I doubt if there is a reader of this blog who hasn't heard of Andy Capp and I imagine nine out of ten has an opinion of the strip, good or bad. The strip began appearing in 1957 and is still a part of the Daily Mirror. I grew up in a house where the Mirror was our daily newspaper, but my favourite strips were 'The Perishers' and 'Garth'. As a kid I didn't need to read about a hard-drinking northerner, always arguing with his wife. I had enough of that at home.
Andy Capp has often been denounced as a drunken wife-beater and that's an accusation Paul Slade dives straight into in his essay collection The Redemption of Andy Capp. There must be more going on for the strip to have lasted almost seventy years, 15,000 strips drawn by his creator Reg Smythe, who died in 1998, at which time the strip was being syndicated to over 1,700 newspapers around the globe, translated into 14 languages and read daily by an estimated 250 million in 52 countries. There has to be more.
"It was a different time," some will argue, and indeed it was, with slapping and smacking far more acceptable than nowadays. Let's not forget that one in eleven women over the age of 16 suffers domestic abuse even now; things were a lot worse in the 1950s and 1960s. But Smythe was already cutting back on strips that involved violence by the early 1960s... or at least disguising the violence as a cloud of dust with a couple of fists and feet sticking out—impossible to know whether Andy or Flo was getting the better of the other.
Slade quotes Smythe, his niece (Helene de Klerk, author of My Dancing Bear) and others on the subject that Flo is no doormat in their relationship but the fact is that the strip has moved away from domestic violence to the occasional thrown pan. Co-author Lawrence Goldsmith says of Andy's violent past "People still refer to Andy like that, but he hasn't actually been that way for over 40 years."
Slade's account of Smythe's upbringing paints the artist's parents as the models for Andy and Flo, Richard Smyth a heavy-drinking boat-builder in a flat cap and Florrie Smyth (née Pearce) an argumentative barmaid, her hair in curlers and held in place with a scarf. Young Reg saw nothing more of his father after joining the army at 18., but his mother would later confirm that it was her relationship with Richard that was the basis for Andy and Flo.

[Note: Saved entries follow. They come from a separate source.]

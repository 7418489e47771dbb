use std::sync::atomic::{AtomicI64, Ordering};
use std::sync::Arc;

use anywhere_common::{InstanceRecord, InstanceStatus, NewInstance};
use async_trait::async_trait;
use chrono::Utc;
use tokio::sync::Mutex;
use uuid::Uuid;

use super::{InventoryLock, InventoryStore, StoreError};

/// Process-local store for development without Postgres and for tests.
#[derive(Default)]
pub struct MemoryStore {
    records: Arc<Mutex<Vec<InstanceRecord>>>,
    next_id: Arc<AtomicI64>,
    admission: Arc<Mutex<()>>,
}

impl MemoryStore {
    pub fn new() -> Self {
        Self::default()
    }

    /// Every record ever written, soft-deleted ones included, oldest first.
    pub async fn snapshot(&self) -> Vec<InstanceRecord> {
        self.records.lock().await.clone()
    }

    /// Inserts a fully formed record, bypassing admission. Test seeding only.
    pub async fn seed(&self, new: NewInstance) -> InstanceRecord {
        let record = build(&self.next_id, new);
        self.records.lock().await.push(record.clone());
        record
    }

    /// Applies `f` to the live record with `uuid`; false when there is none or `f` declines.
    async fn mutate<F>(&self, uuid: Uuid, f: F) -> bool
    where
        F: FnOnce(&mut InstanceRecord) -> bool + Send,
    {
        let mut records = self.records.lock().await;
        match records.iter_mut().find(|r| r.uuid == uuid && !r.is_deleted) {
            Some(record) => {
                let changed = f(record);
                if changed {
                    record.updated_at = Utc::now();
                }
                changed
            }
            None => false,
        }
    }
}

fn build(next_id: &AtomicI64, new: NewInstance) -> InstanceRecord {
    let now = Utc::now();
    InstanceRecord {
        id: next_id.fetch_add(1, Ordering::SeqCst) + 1,
        uuid: new.uuid,
        cloud_id: new.cloud_id,
        region: new.region,
        public_address: new.public_address,
        status: new.status,
        direct_link: String::new(),
        relay_link: String::new(),
        is_deleted: false,
        created_at: now,
        updated_at: now,
    }
}

pub(super) fn insert(
    records: &mut Vec<InstanceRecord>,
    next_id: &AtomicI64,
    new: NewInstance,
) -> Result<InstanceRecord, StoreError> {
    if records.iter().any(|r| r.uuid == new.uuid) {
        return Err(StoreError::Conflict(new.uuid));
    }
    let record = build(next_id, new);
    records.push(record.clone());
    Ok(record)
}

/// Records are kept in insertion order, so the first match is the oldest.
pub(super) fn oldest_active(records: &[InstanceRecord], region: &str) -> Option<InstanceRecord> {
    records.iter().find(|r| r.region == region && r.is_active()).cloned()
}

#[async_trait]
impl InventoryStore for MemoryStore {
    async fn create(&self, new: NewInstance) -> Result<InstanceRecord, StoreError> {
        insert(&mut *self.records.lock().await, &self.next_id, new)
    }

    async fn get_by_uuid(&self, uuid: Uuid) -> Result<Option<InstanceRecord>, StoreError> {
        let records = self.records.lock().await;
        Ok(records.iter().find(|r| r.uuid == uuid && !r.is_deleted).cloned())
    }

    async fn list_active(&self) -> Result<Vec<InstanceRecord>, StoreError> {
        let records = self.records.lock().await;
        Ok(records.iter().rev().filter(|r| !r.is_deleted).cloned().collect())
    }

    async fn update(&self, record: &InstanceRecord) -> Result<bool, StoreError> {
        let incoming = record.clone();
        Ok(self
            .mutate(record.uuid, move |r| {
                r.cloud_id = incoming.cloud_id;
                r.public_address = incoming.public_address;
                r.status = incoming.status;
                r.direct_link = incoming.direct_link;
                r.relay_link = incoming.relay_link;
                true
            })
            .await)
    }

    async fn update_status(&self, uuid: Uuid, status: InstanceStatus) -> Result<bool, StoreError> {
        Ok(self
            .mutate(uuid, |r| {
                r.status = status;
                true
            })
            .await)
    }

    async fn update_status_and_address(
        &self,
        uuid: Uuid,
        status: InstanceStatus,
        address: &str,
    ) -> Result<bool, StoreError> {
        let address = address.to_string();
        Ok(self
            .mutate(uuid, move |r| {
                r.status = status;
                r.public_address = address;
                true
            })
            .await)
    }

    async fn transition(
        &self,
        uuid: Uuid,
        from: &[InstanceStatus],
        to: InstanceStatus,
        address: Option<&str>,
    ) -> Result<bool, StoreError> {
        let from = from.to_vec();
        let address = address.map(str::to_string);
        Ok(self
            .mutate(uuid, move |r| {
                if !from.contains(&r.status) {
                    return false;
                }
                r.status = to;
                if let Some(address) = address {
                    r.public_address = address;
                }
                true
            })
            .await)
    }

    async fn attach_cloud_id(
        &self,
        uuid: Uuid,
        cloud_id: &str,
        expected: InstanceStatus,
    ) -> Result<bool, StoreError> {
        let cloud_id = cloud_id.to_string();
        Ok(self
            .mutate(uuid, move |r| {
                if r.status != expected {
                    return false;
                }
                r.cloud_id = cloud_id;
                true
            })
            .await)
    }

    async fn set_links(
        &self,
        uuid: Uuid,
        direct_link: &str,
        relay_link: &str,
    ) -> Result<bool, StoreError> {
        let (direct, relay) = (direct_link.to_string(), relay_link.to_string());
        Ok(self
            .mutate(uuid, move |r| {
                r.direct_link = direct;
                r.relay_link = relay;
                true
            })
            .await)
    }

    async fn soft_delete(&self, uuid: Uuid) -> Result<bool, StoreError> {
        Ok(self
            .mutate(uuid, |r| {
                r.status = InstanceStatus::Deleted;
                r.is_deleted = true;
                true
            })
            .await)
    }

    async fn has_active_in_region(&self, region: &str) -> Result<bool, StoreError> {
        let records = self.records.lock().await;
        Ok(records.iter().any(|r| r.region == region && r.is_active()))
    }

    async fn get_active_in_region(
        &self,
        region: &str,
    ) -> Result<Option<InstanceRecord>, StoreError> {
        Ok(oldest_active(&self.records.lock().await, region))
    }

    async fn lock(&self) -> Result<InventoryLock, StoreError> {
        Ok(InventoryLock::Memory {
            _guard: self.admission.clone().lock_owned().await,
            records: self.records.clone(),
            next_id: self.next_id.clone(),
        })
    }
}

#[cfg(test)]
mod tests {
    use super::*;

    #[tokio::test]
    async fn test_create_rejects_duplicate_uuid() {
        let store = MemoryStore::new();
        let id = Uuid::new_v4();
        store.create(NewInstance::pending(id, "fr-par-1")).await.unwrap();
        let err = store.create(NewInstance::pending(id, "fr-par-1")).await.unwrap_err();
        assert!(matches!(err, StoreError::Conflict(u) if u == id));
    }

    #[tokio::test]
    async fn test_soft_deleted_record_is_hidden_and_frozen() {
        let store = MemoryStore::new();
        let id = Uuid::new_v4();
        store.create(NewInstance::pending(id, "fr-par-1")).await.unwrap();

        assert!(store.soft_delete(id).await.unwrap());
        assert!(store.get_by_uuid(id).await.unwrap().is_none());
        assert!(store.list_active().await.unwrap().is_empty());

        // Deleted is terminal: nothing moves it again.
        assert!(!store.update_status(id, InstanceStatus::Running).await.unwrap());
        assert!(!store.soft_delete(id).await.unwrap());
        let all = store.snapshot().await;
        assert_eq!(all[0].status, InstanceStatus::Deleted);
        assert!(all[0].is_deleted);
    }

    #[tokio::test]
    async fn test_transition_is_guarded_by_source_status() {
        let store = MemoryStore::new();
        let id = Uuid::new_v4();
        store.create(NewInstance::pending(id, "fr-par-1")).await.unwrap();

        let moved = store
            .transition(
                id,
                &[InstanceStatus::Creating],
                InstanceStatus::Running,
                Some("203.0.113.1"),
            )
            .await
            .unwrap();
        assert!(!moved);

        let moved = store
            .transition(id, &[InstanceStatus::Pending], InstanceStatus::Creating, None)
            .await
            .unwrap();
        assert!(moved);
        let record = store.get_by_uuid(id).await.unwrap().unwrap();
        assert_eq!(record.status, InstanceStatus::Creating);
        assert_eq!(record.public_address, "");
    }

    #[tokio::test]
    async fn test_active_in_region_ignores_error_and_deleted() {
        let store = MemoryStore::new();
        let failed = Uuid::new_v4();
        store.create(NewInstance::pending(failed, "fr-par-1")).await.unwrap();
        store.update_status(failed, InstanceStatus::Error).await.unwrap();
        assert!(!store.has_active_in_region("fr-par-1").await.unwrap());

        let live = Uuid::new_v4();
        store.create(NewInstance::pending(live, "fr-par-1")).await.unwrap();
        assert!(store.has_active_in_region("fr-par-1").await.unwrap());
        assert_eq!(store.get_active_in_region("fr-par-1").await.unwrap().unwrap().uuid, live);
        assert!(store.get_active_in_region("nl-ams-1").await.unwrap().is_none());
    }

    #[tokio::test]
    async fn test_lock_is_exclusive_until_unlocked() {
        let store = Arc::new(MemoryStore::new());
        let guard = store.lock().await.unwrap();

        let contender = {
            let store = store.clone();
            tokio::spawn(async move {
                let lock = store.lock().await.unwrap();
                lock.unlock().await.unwrap();
            })
        };
        tokio::task::yield_now().await;
        assert!(!contender.is_finished());

        guard.unlock().await.unwrap();
        contender.await.unwrap();
    }
}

After the war, Smythe found work as a clerk with the G.P.O., but his interest in drawing led him to approach editors and an agent, Charles Gilbert, who managed to sell two of his cartoons to Everybody's, earning the artist more than he earned from the Post Office. Thereafter, he churned out 60 cartoons a week in his evenings which meant he could marry and set up home.
He added the 'e' to his signature in the 1950s because he thought it looked classier and was soon working regularly for the Daily Mirror. In July 1957, while visiting his mother at 37 Durham Street, Hartlepool (later to become Andy & Flo's address), he received a telegram: "Mr Cudlipp needs a cartoon to appeal to Northern readers. You are wanted straight away." This was to appear on the 'Laughter' cartoon page of the Manchester edition of the paper.
Andy first appeared on 5 August 1957... but the rest of Andy's (and Reg Smythe's) story is for Paul Slade to tell, as he does in detail in his essay that takes up over 70 pages of his latest 190-page book. While Andy gives his name to the book's title, the eight essays and reviews in the book cover a broad range of comic-related subjects, including Tintin, Frank Miller's Born Again and Elektra: Assassin, and Peter Jackson's London is Stranger Than Fiction (full disclosure: there's a quote from me in the latter essay which caught me by surprise because I'd forgotten all about Paul mailing me some questions about Jackson).
The final piece was inspired by a nature talk given by David Attenborough about a caterpillar that fools ants into thinking it is an ant larvae; they treat it like a Queen until a butterfly emerges... but sometimes wasps lay their eggs in the caterpillar larvae and wasps emerge. It all sound horrifying and Slade has turned it into a very creepy comic strip (drawn by Hans Rickhelt).
Along the way there's a look at superhero court cases between Marvel and various creators (Jack Kirby, Siegel & Schuster, Steve Gerber, etc.) and a brief interview with 'Alex' co-creator Russell Taylor.
There should be something here for everyone and the centrepiece essay on Andy Capp is a fully-referenced and compelling argument that the character should be reassessed and not condemned for how he was—a wastrel born out of Smythe's own experiences—but appreciated for the world famous character he is.
The Redemption of Andy Capp by Paul Slade.
Self published, 26 August 2024, 191pp, £9.80. Available via Amazon.